Le manoir était désert, et elle se retrouvait contrainte de demeurer dans le "petit" salon en attendant la venue des occupants. Le décor lui était familier, rien n'avait changé depuis son départ quelques mois plus tôt. D'ailleurs, rien n'avait dû changer depuis des années. Les mêmes boiseries luxueuses, le même cuir brillant parfumant l'endroit d'une odeur vintage et classieuse, les mêmes toiles gigantesques aux murs. Peu à peu, la jeune femme sombra dans une nostalgie aussi douloureuse qu'heureuse. Elle se revit, le jour des "présentations", arrivée dans cette pièce pour rencontrer les veilleurs, après deux jours de détentions. C'était aussi dans cette pièce que Garfield lui avait fait comprendre qu'il serait là pour la soutenir, comme tous les autres. Et dans ce même endroit qu'Andréa s'était accrochée avec Jason pour la première fois, enfin officiellement, si l'on oublie la morsure dans l'allée.

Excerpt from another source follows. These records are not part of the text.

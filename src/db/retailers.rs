use uuid::Uuid;

use super::{DbPool, Retailer, RETAILER_ROLE};

pub async fn find_retailer_by_email(
    pool: &DbPool,
    email: &str,
) -> Result<Option<Retailer>, sqlx::Error> {
    sqlx::query_as("SELECT * FROM retailers WHERE email = ?")
        .bind(email)
        .fetch_optional(pool)
        .await
}

pub async fn find_retailer_by_id(pool: &DbPool, id: &str) -> Result<Option<Retailer>, sqlx::Error> {
    sqlx::query_as("SELECT * FROM retailers WHERE id = ?")
        .bind(id)
        .fetch_optional(pool)
        .await
}

/// Insert a retailer account. The unique index on `email` rejects duplicates.
pub async fn insert_retailer(
    pool: &DbPool,
    email: &str,
    password_hash: &str,
    company: Option<&str>,
    contact_name: Option<&str>,
) -> Result<String, sqlx::Error> {
    let id = Uuid::new_v4().to_string();
    let now = chrono::Utc::now().to_rfc3339();

    sqlx::query(
        r#"
        INSERT INTO retailers (id, email, password_hash, company, contact_name, role, created_at)
        VALUES (?, ?, ?, ?, ?, ?, ?)
        "#,
    )
    .bind(&id)
    .bind(email)
    .bind(password_hash)
    .bind(company)
    .bind(contact_name)
    .bind(RETAILER_ROLE)
    .bind(&now)
    .execute(pool)
    .await?;

    Ok(id)
}
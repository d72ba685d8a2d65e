use anyhow::{Context, Result};
use serde::Deserialize;
use std::path::{Path, PathBuf};

use crate::auth::DEFAULT_PASSWORD_SALT;

#[derive(Debug, Clone, Deserialize)]
pub struct Config {
    #[serde(default)]
    pub server: ServerConfig,
    #[serde(default)]
    pub database: DatabaseConfig,
    #[serde(default)]
    pub auth: AuthConfig,
    #[serde(default)]
    pub cors: CorsConfig,
    #[serde(default)]
    pub logging: LoggingConfig,
}

#[derive(Debug, Clone, Deserialize)]
pub struct ServerConfig {
    #[serde(default = "default_host")]
    pub host: String,
    #[serde(default = "default_port")]
    pub port: u16,
    #[serde(default = "default_data_dir")]
    pub data_dir: PathBuf,
}

impl Default for ServerConfig {
    fn default() -> Self {
        Self {
            host: default_host(),
            port: default_port(),
            data_dir: default_data_dir(),
        }
    }
}

fn default_host() -> String {
    "0.0.0.0".to_string()
}

fn default_port() -> u16 {
    8000
}

fn default_data_dir() -> PathBuf {
    PathBuf::from("./data")
}

#[derive(Debug, Clone, Deserialize)]
pub struct DatabaseConfig {
    /// Full sqlx connection URL. When unset the database lives in `server.data_dir`.
    #[serde(default)]
    pub url: Option<String>,
    #[serde(default = "default_max_connections")]
    pub max_connections: u32,
}

impl Default for DatabaseConfig {
    fn default() -> Self {
        Self {
            url: None,
            max_connections: default_max_connections(),
        }
    }
}

fn default_max_connections() -> u32 {
    5
}

#[derive(Debug, Clone, Deserialize)]
pub struct AuthConfig {
    /// Process-wide salt mixed into every password hash
    #[serde(default = "default_password_salt")]
    pub password_salt: String,
    /// Interval between expired-session sweeps in seconds (0 disables the sweep)
    #[serde(default = "default_session_cleanup_interval")]
    pub session_cleanup_interval_secs: u64,
}

impl Default for AuthConfig {
    fn default() -> Self {
        Self {
            password_salt: default_password_salt(),
            session_cleanup_interval_secs: default_session_cleanup_interval(),
        }
    }
}

fn default_password_salt() -> String {
    DEFAULT_PASSWORD_SALT.to_string()
}

fn default_session_cleanup_interval() -> u64 {
    3600
}

#[derive(Debug, Clone, Default, Deserialize)]
pub struct CorsConfig {
    /// Allowed origins. Empty means any origin.
    #[serde(default)]
    pub allowed_origins: Vec<String>,
}

#[derive(Debug, Clone, Deserialize)]
pub struct LoggingConfig {
    #[serde(default = "default_log_level")]
    pub level: String,
}

impl Default for LoggingConfig {
    fn default() -> Self {
        Self {
            level: default_log_level(),
        }
    }
}

fn default_log_level() -> String {
    "info".to_string()
}

impl Default for Config {
    fn default() -> Self {
        Self {
            server: ServerConfig::default(),
            database: DatabaseConfig::default(),
            auth: AuthConfig::default(),
            cors: CorsConfig::default(),
            logging: LoggingConfig::default(),
        }
    }
}

impl Config {
    /// Read `path` (defaults when absent) and apply env overrides.
    ///
    /// Runs before tracing is installed. Callers log [`Config::describe_source`].
    pub fn load(path: &Path) -> Result<Self> {
        let mut config = if path.exists() {
            let content = std::fs::read_to_string(path)
                .with_context(|| format!("Failed to read config file: {}", path.display()))?;
            Self::parse(&content)?
        } else {
            Config::default()
        };

        config.apply_env_overrides(|key| std::env::var(key).ok())?;
        Ok(config)
    }

    pub fn describe_source(path: &Path) -> String {
        if path.exists() {
            format!("Loaded configuration from {}", path.display())
        } else {
            format!("No config file at {}, using defaults", path.display())
        }
    }

    pub fn parse(content: &str) -> Result<Self> {
        toml::from_str(content).with_context(|| "Failed to parse configuration file")
    }

    /// Apply `PORT`, `DATABASE_URL` and `LASTDROP_PASSWORD_SALT` on top of file values
    pub fn apply_env_overrides<F>(&mut self, lookup: F) -> Result<()>
    where
        F: Fn(&str) -> Option<String>,
    {
        if let Some(port) = lookup("PORT") {
            self.server.port = port
                .trim()
                .parse()
                .with_context(|| format!("Invalid PORT value: {}", port))?;
        }
        if let Some(url) = lookup("DATABASE_URL").filter(|u| !u.trim().is_empty()) {
            self.database.url = Some(url);
        }
        if let Some(salt) = lookup("LASTDROP_PASSWORD_SALT").filter(|s| !s.is_empty()) {
            self.auth.password_salt = salt;
        }
        Ok(())
    }

    /// Connection URL for the document store
    pub fn database_url(&self) -> String {
        match &self.database.url {
            Some(url) => url.clone(),
            None => format!(
                "sqlite:{}?mode=rwc",
                self.server.data_dir.join("lastdrop.db").display()
            ),
        }
    }
}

Cette demeure était chargée de souvenirs, presque autant que sa vie d'avant. Et petit à petit, le fin sourire qui s'était dessiné sur son visage s'effaça. Andréa se remémora le jour où elle avait soigné Jason, le jour où il l'avait sauvée de son mal-être pendant son isolement dans la prison de luxe, leurs nuits torrides entre ces murs, son regard mêlant force, admiration et tristesse. Autant de souvenirs qui auraient apporté du baume à son cœur en souffrance, s'ils n'en avaient été la cause.

Finalement, la porte d'entrée claqua et le son claquant des chaussures de Bruce heurtant le carrelage se rapprocha de sa position. La porte s'ouvrit sur un homme d'une cinquantaine d'années, vêtu d'un costume sur mesure et de chaussures en cuir tellement rutilantes qu'on aurait pu s'en servir de miroir.

– Andréa ! Je ne m'attendais pas à te voir. Que nous vaut le plaisir de ta visite, toi qui avais émis le souhait de ne pas revenir ici avant un moment pour pouvoir "recommencer à zéro".

Le ton piquant du propriétaire des lieux rappela instantanément à la jeune femme la raison de sa présence, ravivant la flamme de colère en elle.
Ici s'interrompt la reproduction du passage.